EU funding created 19,508 jobs in Wales in last six years, figures reveal as transition period ends
Around one in ten people in Wales benefited from more than £2 billion in EU funding for jobs, training and businesses over the last six years, new figures reveal as Brexit takes full effect at midnight.
An updated Welsh Government impact assessment of the £375 million-a-year in EU structural funds spent in Wales shows they have assisted 264,317 people since 2014.
The funds targeted at the poorest parts of Wales led to the creation of 19,508 jobs and 3,562 new businesses.
A further 26,765 people were supported into employment, while 12,234 existing businesses received help and another 112,865 people gained qualifications as a result of EU funded programmes.
The UK Government has promised to replace EU schemes with a ‘shared prosperity fund’ but have given no details of how much Wales will receive and have been accused of an “assault on devolution” for moving to seize control from the Welsh Government of how the money is spent.
The loss of EU structural funds was highlighted as a major downside of Brexit by Plaid Cymru during yesterday’s emergency Senedd debate on the trade deal which takes effect tomorrow.
Shadow economy minister Helen Mary Jones said: “We were promised that Wales would not lose a penny – now, let me provide you with a reminder of what we have lost.
“In recent years, in one town alone, Llanelli, European structural funds provided £1.5 million for Ffwrnes theatre, which has become a community as well as a cultural hub; £2.5 million for Llanelly House, providing one of our most unusual historical buildings with a future and sound economic prospects; and £2.8 million to redevelop our town centre.

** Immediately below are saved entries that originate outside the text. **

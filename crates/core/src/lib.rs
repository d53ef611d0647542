//! Domain layer for the Atelier try-on backend.
//!
//! Zero internal dependencies: error types, id/timestamp aliases, upload
//! validation, pagination helpers, blob path naming, and the two pure image
//! algorithms (canonical preprocessing and the local fallback compositor).

pub mod compositor;
pub mod error;
pub mod naming;
pub mod pagination;
pub mod preprocess;
pub mod tryon;
pub mod types;
mod watermark;
//! Virtual try-on constants, upload validation, and the response envelope.
//!
//! The envelope ([`TryOnResult`]) is the only shape a try-on run ever
//! produces. Terminal failures, degraded runs and full successes all end up
//! here, distinguished by `success`, `method` and `error`.

use std::fmt;

use serde::Serialize;

use crate::error::CoreError;

// ---------------------------------------------------------------------------
// Upload limits
// ---------------------------------------------------------------------------

/// Maximum accepted upload size (5 MiB).
pub const MAX_UPLOAD_BYTES: usize = 5 * 1024 * 1024;

/// Declared content types must start with this prefix.
pub const IMAGE_CONTENT_TYPE_PREFIX: &str = "image/";

// ---------------------------------------------------------------------------
// Result methods
// ---------------------------------------------------------------------------

/// `method` value when the local compositor produced the result.
pub const METHOD_FALLBACK: &str = "fallback-overlay";

/// `method` value when no generated image could be produced at all.
pub const METHOD_ERROR: &str = "error";

// ---------------------------------------------------------------------------
// Validation
// ---------------------------------------------------------------------------

/// Validate an uploaded try-on photo before anything touches the network.
///
/// - The declared content type must begin with `image/`.
/// - The body must be non-empty and at most [`MAX_UPLOAD_BYTES`].
pub fn validate_upload(content_type: &str, size_bytes: usize) -> Result<(), CoreError> {
    if !content_type
        .trim()
        .to_ascii_lowercase()
        .starts_with(IMAGE_CONTENT_TYPE_PREFIX)
    {
        return Err(CoreError::Validation(format!(
            "File must be an image, got content type '{content_type}'"
        )));
    }
    if size_bytes == 0 {
        return Err(CoreError::Validation("Uploaded image is empty".into()));
    }
    if size_bytes > MAX_UPLOAD_BYTES {
        return Err(CoreError::Validation(format!(
            "Image too large: {size_bytes} bytes exceeds the {MAX_UPLOAD_BYTES} byte limit"
        )));
    }
    Ok(())
}

/// Build the text descriptor handed to providers that accept a prompt.
pub fn garment_descriptor(product_name: &str) -> String {
    format!("A person wearing {product_name}, professional clothing fitting room photo")
}

// ---------------------------------------------------------------------------
// Orchestration stages
// ---------------------------------------------------------------------------

/// Stages of a single try-on run, in execution order.
#[derive(Debug, Clone, Copy, PartialEq, Eq)]
pub enum TryOnStage {
    Validating,
    FetchingProduct,
    PreparingImages,
    UploadingOriginal,
    GeneratingRemote,
    GeneratingFallback,
    PersistingResult,
    Done,
}

impl TryOnStage {
    pub fn as_str(self) -> &'static str {
        match self {
            Self::Validating => "validating",
            Self::FetchingProduct => "fetching_product",
            Self::PreparingImages => "preparing_images",
            Self::UploadingOriginal => "uploading_original",
            Self::GeneratingRemote => "generating_remote",
            Self::GeneratingFallback => "generating_fallback",
            Self::PersistingResult => "persisting_result",
            Self::Done => "done",
        }
    }
}

impl fmt::Display for TryOnStage {
    fn fmt(&self, f: &mut fmt::Formatter<'_>) -> fmt::Result {
        f.write_str(self.as_str())
    }
}

// ---------------------------------------------------------------------------
// Envelope
// ---------------------------------------------------------------------------

/// Normalized response for every try-on outcome.
#[derive(Debug, Clone, PartialEq, Eq, Serialize)]
pub struct TryOnResult {
    pub success: bool,
    pub original_image: String,
    pub generated_image: String,
    pub product_name: String,
    pub method: String,
    #[serde(skip_serializing_if = "Option::is_none")]
    pub error: Option<String>,
}

impl TryOnResult {
    /// A completed run: `method` is the provider name or [`METHOD_FALLBACK`].
    pub fn completed(
        original_image: String,
        generated_image: String,
        product_name: String,
        method: impl Into<String>,
    ) -> Self {
        Self {
            success: true,
            original_image,
            generated_image,
            product_name,
            method: method.into(),
            error: None,
        }
    }

    /// A run that stopped before any image was produced.
    pub fn failed(product_name: Option<String>, error: impl Into<String>) -> Self {
        Self {
            success: false,
            original_image: String::new(),
            generated_image: String::new(),
            product_name: product_name.unwrap_or_default(),
            method: METHOD_ERROR.to_string(),
            error: Some(error.into()),
        }
    }

    /// Downgrade a completed envelope to a failure while keeping its URLs.
    pub fn with_error(mut self, error: impl Into<String>) -> Self {
        self.success = false;
        self.error = Some(error.into());
        self
    }
}

// ---------------------------------------------------------------------------
// Tests
// ---------------------------------------------------------------------------
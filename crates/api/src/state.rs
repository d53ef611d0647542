use std::sync::Arc;

use atelier_tryon::TryOnOrchestrator;

use crate::config::ServerConfig;

/// Shared application state available to all Axum handlers via `State<AppState>`.
///
/// Cheaply cloneable: inner data is behind `Arc` or is already `Clone`.
#[derive(Clone)]
pub struct AppState {
    /// Database connection pool.
    pub pool: atelier_db::DbPool,
    /// Server configuration.
    pub config: Arc<ServerConfig>,
    /// Try-on pipeline with its providers and collaborators.
    pub tryon: Arc<TryOnOrchestrator>,
}
//! JWT access-token generation and validation.
//!
//! Access tokens are HS256-signed JWTs containing a [`Claims`] payload. The
//! subject is the shopper's user id, which scopes try-on uploads and history.

use atelier_core::types::DbId;
use jsonwebtoken::{decode, encode, DecodingKey, EncodingKey, Header, Validation};
use serde::{Deserialize, Serialize};
use uuid::Uuid;

/// JWT claims embedded in every access token.
#[derive(Debug, Serialize, Deserialize, Clone)]
pub struct Claims {
    /// Subject -- the user's id.
    pub sub: DbId,
    /// The user's role name (e.g. `"customer"`, `"admin"`).
    pub role: String,
    /// Expiration time (UTC Unix timestamp).
    pub exp: i64,
    /// Issued-at time (UTC Unix timestamp).
    pub iat: i64,
    /// Unique token identifier (UUID v4).
    pub jti: String,
}

/// Configuration for JWT token generation and validation.
#[derive(Debug, Clone)]
pub struct JwtConfig {
    /// HMAC-SHA256 secret used to sign and verify tokens.
    pub secret: String,
    /// Access token lifetime in minutes (default: 60).
    pub access_token_expiry_mins: i64,
}

const DEFAULT_ACCESS_EXPIRY_MINS: i64 = 60;

impl JwtConfig {
    /// Load JWT configuration from environment variables.
    ///
    /// | Env Var                  | Required | Default |
    /// |--------------------------|----------|---------|
    /// | `JWT_SECRET`             | **yes**  | --      |
    /// | `JWT_ACCESS_EXPIRY_MINS` | no       | `60`    |
    ///
    /// # Panics
    ///
    /// Panics if `JWT_SECRET` is not set or is empty.
    pub fn from_env() -> Self {
        let secret =
            std::env::var("JWT_SECRET").expect("JWT_SECRET must be set in the environment");
        assert!(!secret.is_empty(), "JWT_SECRET must not be empty");

        let access_token_expiry_mins: i64 = std::env::var("JWT_ACCESS_EXPIRY_MINS")
            .unwrap_or_else(|_| DEFAULT_ACCESS_EXPIRY_MINS.to_string())
            .parse()
            .expect("JWT_ACCESS_EXPIRY_MINS must be a valid i64");

        Self {
            secret,
            access_token_expiry_mins,
        }
    }
}

/// Generate an HS256 access token for the given user.
pub fn generate_access_token(
    user_id: DbId,
    role: &str,
    config: &JwtConfig,
) -> Result<String, jsonwebtoken::errors::Error> {
    let now = chrono::Utc::now().timestamp();
    let claims = Claims {
        sub: user_id,
        role: role.to_string(),
        exp: now + config.access_token_expiry_mins * 60,
        iat: now,
        jti: Uuid::new_v4().to_string(),
    };

    encode(
        &Header::default(), // HS256
        &claims,
        &EncodingKey::from_secret(config.secret.as_bytes()),
    )
}

/// Validate and decode an access token, returning the embedded [`Claims`].
pub fn validate_token(
    token: &str,
    config: &JwtConfig,
) -> Result<Claims, jsonwebtoken::errors::Error> {
    let token_data = decode::<Claims>(
        token,
        &DecodingKey::from_secret(config.secret.as_bytes()),
        &Validation::default(), // HS256, validates exp
    )?;
    Ok(token_data.claims)
}

#[cfg(test)]
mod tests {
    use super::*;

    fn test_config(secret: &str) -> JwtConfig {
        JwtConfig {
            secret: secret.to_string(),
            access_token_expiry_mins: 15,
        }
    }

    #[test]
    fn round_trips_subject_and_role() {
        let config = test_config("test-secret-that-is-long-enough-for-hmac");
        let token = generate_access_token(42, "customer", &config).unwrap();

        let claims = validate_token(&token, &config).unwrap();
        assert_eq!(claims.sub, 42);
        assert_eq!(claims.role, "customer");
        assert!(claims.exp > claims.iat);
    }

    #[test]
    fn expired_token_fails() {
        let config = test_config("test-secret-that-is-long-enough-for-hmac");
        // Well past the default 60-second leeway.
        let now = chrono::Utc::now().timestamp();
        let claims = Claims {
            sub: 1,
            role: "customer".to_string(),
            exp: now - 300,
            iat: now - 600,
            jti: Uuid::new_v4().to_string(),
        };
        let token = encode(
            &Header::default(),
            &claims,
            &EncodingKey::from_secret(config.secret.as_bytes()),
        )
        .unwrap();

        assert!(validate_token(&token, &config).is_err());
    }

    #[test]
    fn different_secret_fails() {
        let token = generate_access_token(1, "customer", &test_config("secret-alpha")).unwrap();
        assert!(validate_token(&token, &test_config("secret-bravo")).is_err());
    }
}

“It is clear now that the UK’s so-called shared prosperity fund will in no way replace these kind of investments, and instead will be used as a kind of implement to try and enforce UK policies on the Welsh Government—a promise broken.”
‘No certainty’
Wales received five times more in EU funds per person than England because west Wales and the Valleys is one of two areas of the UK where GDP is less than 75% of the EU average.
Regions which fall into this category receive around half of all EU structural funds for growth and jobs.
Taking into account the previous funding period of 2007 to 2014, the number of jobs created with EU cash rises to 53,000 and the number of businesses created rises to 14,560.
“The [economic] statistics for Wales would have been a lot worse in the absence of European funding,” professor Steve Fothergill of Sheffield University told the UK Parliament’s Welsh Affairs Committee earlier this year.
Despite having a Conservative majority, the committee recently published a report criticising the UK Government for making “minimal” progress on delivering its promised ‘shared prosperity fund”.
“With only a few months to go until the Fund is due to be introduced, we still require certainty about the total size of the fund, how it will be distributed, and whether Wales will secure at least as much as it currently receives under EU structural funds,” said its chair, Conservative MP Stephen Crabb.
“We also note the lack of information about what role, if any, the devolved administrations can expect to play in the Fund’s operation.”